Friday, September 07, 2012

What I'm Reading Now

I usually write these reviews myself, but the dust jacket blurb was so good I'm going to quote it directly:

In Bad Religion, How We Became a Nation of Heretics, Ross Douthat "offers a masterful and hard-hitting account of how American Christianity has gone off the rails--and why it threatens to take American society with it.
     Writing for an era dominated by recession, gridlock, and fears of American decline, Douthat exposes the spiritual roots of the nation's political and economic crises.  He argues that America's problem isn't too much religion, as a growing chorus of atheists have argued; nor is it an intolerant secularism, as many on the Christian right believe.  Rather, it's bad religion: the slow-motion collapse of traditional faith and the rise of a variety of pseudo-Christianities that stroke our egos, indulge our follies, and encourage our worst impulses.
     The faiths speak from many pulpits--conservative and liberal, political and pop cultural, traditionally religious and fashionably "spiritual"--and many of their preachers claim a Christian warrant.  But they are increasingly offering distortions of traditional Christianity--not the real thing.  Christianity's place in American life has increasingly been taken over, not by atheism, Douthat argues, but by heresy: debased versions of Christian faith that breed hubris, greed, and self-absorption.
     In a story that moves from the 1950's to the age of Obama, he brilliantly charts institutional Christianity's decline from a vigorous, mainstream, and bipartisan faith--which acted as a "vital center' and the moral force behind the civil rights movement--through the culture wars of the 1960's and 1970's to the polarizing debates of the present day.  Ranging from Glenn Beck to Barack Obama, Eat Pray Love to Joel Osteen, and Oprah Winfrey to The Da Vinci Code, Douthat explores how the prosperity gospel's mantra of "pray and grow rich," a cult of self-esteem the reduces God to a life coach, and the warring political religions of left and right have crippled the country's ability to confront our most pressing challenges and accelerated American decline.
     His urgent call for a revival of traditional Christianity is sure to generate controversy, and it will be vital reading for all those concerned about the imperiled American future".

2 comments:

Rain Trueax said...

That sounds like a very informative book.

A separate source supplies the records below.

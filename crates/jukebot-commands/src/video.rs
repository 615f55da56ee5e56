// SPDX-FileCopyrightText: 2026 Jukebot Contributors
// SPDX-License-Identifier: MIT OR Apache-2.0

//! The video command: allow-list gated, optionally director-rewritten,
//! supervised to completion.

use std::time::Duration;

use jukebot_context::{CommandInvocation, param_map};
use jukebot_core::types::Reply;
use jukebot_core::{JukebotError, ScopeId, UserId};
use jukebot_engine::{
    DirectorSettings, GenerationSupervisor, ReferenceSource, VideoJobSpec,
};
use serde_json::json;
use tracing::info;

use crate::deps::{AttachmentRef, CommandDeps};

/// Typed request for the video command.
#[derive(Debug, Clone)]
pub struct VideoCommand {
    pub user: UserId,
    pub scope: ScopeId,
    pub prompt: String,
    pub model: String,
    pub seconds: String,
    pub size: String,
    pub reference: Option<AttachmentRef>,
    pub ai_director: bool,
}

/// Generates a video through the supervisor and replies with the result.
///
/// Only users on the configured allow-list may run this. A terminal job
/// failure replies with the backend's code and message verbatim. The
/// `ai_director` flag is recorded on the context before save.
pub async fn video(deps: &CommandDeps, cmd: VideoCommand) -> Result<(), JukebotError> {
    let mut ctx = CommandInvocation::open(
        cmd.user.clone(),
        cmd.scope.clone(),
        "video",
        param_map([
            ("prompt", json!(cmd.prompt)),
            ("model", json!(cmd.model)),
            ("seconds", json!(cmd.seconds)),
            ("size", json!(cmd.size)),
        ]),
    );

    if !deps
        .config
        .auth
        .video_allowed_users
        .iter()
        .any(|allowed| allowed == &cmd.user.0)
    {
        deps.channel
            .reply(
                &cmd.scope,
                Reply::text("You are not on the allow-list for video generation."),
            )
            .await?;
        return ctx.save(deps.records.as_ref()).await;
    }

    let spec = VideoJobSpec {
        prompt: cmd.prompt.clone(),
        model: cmd.model.clone(),
        seconds: cmd.seconds.clone(),
        size: cmd.size.clone(),
        reference: cmd.reference.clone().map(|attachment| ReferenceSource {
            url: attachment.url,
            file_name: attachment.file_name,
        }),
        director: cmd.ai_director.then(|| DirectorSettings {
            instructions: deps.config.prompts.director_instructions(&cmd.seconds),
            model: None,
        }),
    };

    let mut supervisor = GenerationSupervisor::new(
        deps.backend.clone(),
        deps.artifacts.clone(),
        Duration::from_secs(deps.config.backend.poll_interval_secs),
    );

    match supervisor.run(&mut ctx, spec).await {
        Ok(outcome) => {
            info!(invocation = ctx.id(), files = outcome.files.len(), "video delivered");
            let mut reply = Reply::default().with_card(outcome.card);
            for file in outcome.files {
                reply = reply.with_attachment(file);
            }
            deps.channel.reply(&cmd.scope, reply).await?;
        }
        Err(JukebotError::JobFailed {
            job_id,
            code,
            message,
        }) => {
            deps.channel
                .reply(
                    &cmd.scope,
                    Reply::text(format!(
                        "Video ID, `{job_id}`, has failed.\n\n\
                         ERROR: `{code}`\nMESSAGE: `{message}`\n\n\
                         Guidelines and restrictions for video models: \
                         https://platform.openai.com/docs/guides/video-generation#guardrails-and-restrictions"
                    )),
                )
                .await?;
        }
        Err(JukebotError::PromptRejected { message }) => {
            deps.channel
                .reply(
                    &cmd.scope,
                    Reply::text(format!(
                        "Your prompt:\n> {}\nWas rejected at submission: {message}",
                        cmd.prompt
                    )),
                )
                .await?;
        }
        Err(e) => return Err(e),
    }

    ctx.set_param("ai_director", json!(cmd.ai_director));
    ctx.save(deps.records.as_ref()).await
}
// SPDX-FileCopyrightText: 2026 Jukebot Contributors
// SPDX-License-Identifier: MIT OR Apache-2.0

//! Test utilities for Jukebot: mock backend, mock channel, and an
//! in-memory record store.

pub mod memory_store;
pub mod mock_backend;
pub mod mock_channel;

pub use memory_store::MemoryRecordStore;
pub use mock_backend::MockBackend;
pub use mock_channel::MockChannel;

I wonder if there is a way to turn it around now though

Unknown said...

Rain: The author was optimistic that things could turn around for the church, but he made the statement that "The bible doesn't say that the gates of hell shall not prevail against the United States". He makes a good point when he says that churches and other Christian organizations can be political without being partisan. For instance, when conservative Christians aligned themselves with the Republican party over the issue of abortion, they also signed off on water boarding and torture, a callous disregard for the poor, and predatory capitalism. And when liberal Christians (yes, there are some) go with the Democrats because of their advocacy for the poor, minorities, women, and other disenfrachised, they may find themselves at odds with the abortion issue and libertinism. Better to remain nonpartisan and bring their collective influence to bear against the policies of an incumbent party.